## Problem description
The entries that follow include a run beginning at the line with "fn default() ->" and ending at the line with "pub fn add_incremental_events(&self, n: u64)"; restate that run word for word and leave the rest out.

═══ Records provided

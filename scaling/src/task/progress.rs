use std::sync::atomic::{AtomicU64, Ordering};
use std::sync::Mutex;

use serde::Serialize;

use crate::position::Position;
use crate::task::task_id::TaskId;

/// 任务运行状态
#[derive(Debug, Clone, PartialEq, Eq)]
pub enum TaskStatus {
    /// 已创建，未启动
    Pending,
    Running,
    /// 仅全量任务已完成
    Finished,
    Stopped,
    Failed(String),
}

impl TaskStatus {
    pub fn name(&self) -> &'static str {
        match self {
            TaskStatus::Pending => "PENDING",
            TaskStatus::Running => "RUNNING",
            TaskStatus::Finished => "FINISHED",
            TaskStatus::Stopped => "STOPPED",
            TaskStatus::Failed(_) => "FAILED",
        }
    }

    pub fn is_terminal(&self) -> bool {
        matches!(self, TaskStatus::Finished | TaskStatus::Stopped | TaskStatus::Failed(_))
    }
}

/// 任务运行时进度，由 Dumper/Importer 更新，控制面只读快照
#[derive(Debug)]
pub struct TaskProgress {
    status: Mutex<TaskStatus>,

    /// 已被通道接收的位点
    dumped: Mutex<Position>,

    estimated_rows: AtomicU64,

    inventory_dumped: AtomicU64,

    inventory_imported: AtomicU64,

    incremental_events: AtomicU64,
}

/// 单个任务的进度快照
#[derive(Debug, Clone, Serialize)]
#[serde(rename_all = "camelCase")]
pub struct TaskProgressView {
    pub task_id: TaskId,

    pub status: String,

    #[serde(skip_serializing_if = "Option::is_none")]
    pub reason: Option<String>,

    /// 全量开始时源表的行数
    pub estimated_rows: u64,

    pub inventory_dumped: u64,

    pub inventory_imported: u64,

    pub incremental_events: u64,

    pub dumped_position: Position,

    /// 已提交到目标端的位点，续传由此开始
    pub committed_position: Position,

    /// 全量阶段完成百分比
    pub percent: u8,
}

impl Default for TaskProgress {
    fn default() -> Self {
        TaskProgress::new(Position::init())
    }
}

impl TaskProgress {
    pub fn new(start: Position) -> Self {
        TaskProgress {
            status: Mutex::new(TaskStatus::Pending),
            dumped: Mutex::new(start),
            estimated_rows: AtomicU64::new(0),
            inventory_dumped: AtomicU64::new(0),
            inventory_imported: AtomicU64::new(0),
            incremental_events: AtomicU64::new(0),
        }
    }

    pub fn status(&self) -> TaskStatus {
        self.status.lock()
            .map(|s| s.clone())
            .unwrap_or_else(|e| e.into_inner().clone())
    }

    pub fn set_status(&self, status: TaskStatus) {
        match self.status.lock() {
            Ok(mut s) => *s = status,
            Err(e) => *e.into_inner() = status,
        }
    }

    pub fn dumped_position(&self) -> Position {
        self.dumped.lock()
            .map(|p| p.clone())
            .unwrap_or_else(|e| e.into_inner().clone())
    }

    pub fn set_dumped_position(&self, position: Position) {
        match self.dumped.lock() {
            Ok(mut p) => *p = position,
            Err(e) => *e.into_inner() = position,
        }
    }

    pub fn set_estimated_rows(&self, rows: u64) {
        self.estimated_rows.store(rows, Ordering::Relaxed);
    }

    pub fn add_inventory_dumped(&self, n: u64) {
        self.inventory_dumped.fetch_add(n, Ordering::Relaxed);
    }

    pub fn add_inventory_imported(&self, n: u64) {
        self.inventory_imported.fetch_add(n, Ordering::Relaxed);
    }

    pub fn add_incremental_events(&self, n: u64) {
        self.incremental_events.fetch_add(n, Ordering::Relaxed);
    }

    pub fn inventory_imported(&self) -> u64 {
        self.inventory_imported.load(Ordering::Relaxed)
    }

    pub fn incremental_events(&self) -> u64 {
        self.incremental_events.load(Ordering::Relaxed)
    }

    pub fn view(&self, task_id: &TaskId, committed: Position) -> TaskProgressView {
        let status = self.status();
        let estimated_rows = self.estimated_rows.load(Ordering::Relaxed);
        let inventory_imported = self.inventory_imported();

        let percent = if committed.is_incremental() || committed.is_finished() {
            100
        } else if estimated_rows == 0 {
            0
        } else {
            (inventory_imported.saturating_mul(100) / estimated_rows).min(99) as u8
        };

        TaskProgressView {
            task_id: task_id.clone(),
            status: status.name().to_string(),
            reason: match status {
                TaskStatus::Failed(reason) => Some(reason),
                _ => None,
            },
            estimated_rows,
            inventory_dumped: self.inventory_dumped.load(Ordering::Relaxed),
            inventory_imported,
            incremental_events: self.incremental_events(),
            dumped_position: self.dumped_position(),
            committed_position: committed,
            percent,
        }
    }
}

══════

## Reply
    fn default() -> Self {
        TaskProgress::new(Position::init())
    }
}

impl TaskProgress {
    pub fn new(start: Position) -> Self {
        TaskProgress {
            status: Mutex::new(TaskStatus::Pending),
            dumped: Mutex::new(start),
            estimated_rows: AtomicU64::new(0),
            inventory_dumped: AtomicU64::new(0),
            inventory_imported: AtomicU64::new(0),
            incremental_events: AtomicU64::new(0),
        }
    }

    pub fn status(&self) -> TaskStatus {
        self.status.lock()
            .map(|s| s.clone())
            .unwrap_or_else(|e| e.into_inner().clone())
    }

    pub fn set_status(&self, status: TaskStatus) {
        match self.status.lock() {
            Ok(mut s) => *s = status,
            Err(e) => *e.into_inner() = status,
        }
    }

    pub fn dumped_position(&self) -> Position {
        self.dumped.lock()
            .map(|p| p.clone())
            .unwrap_or_else(|e| e.into_inner().clone())
    }

    pub fn set_dumped_position(&self, position: Position) {
        match self.dumped.lock() {
            Ok(mut p) => *p = position,
            Err(e) => *e.into_inner() = position,
        }
    }

    pub fn set_estimated_rows(&self, rows: u64) {
        self.estimated_rows.store(rows, Ordering::Relaxed);
    }

    pub fn add_inventory_dumped(&self, n: u64) {
        self.inventory_dumped.fetch_add(n, Ordering::Relaxed);
    }

    pub fn add_inventory_imported(&self, n: u64) {
        self.inventory_imported.fetch_add(n, Ordering::Relaxed);
    }

    pub fn add_incremental_events(&self, n: u64) {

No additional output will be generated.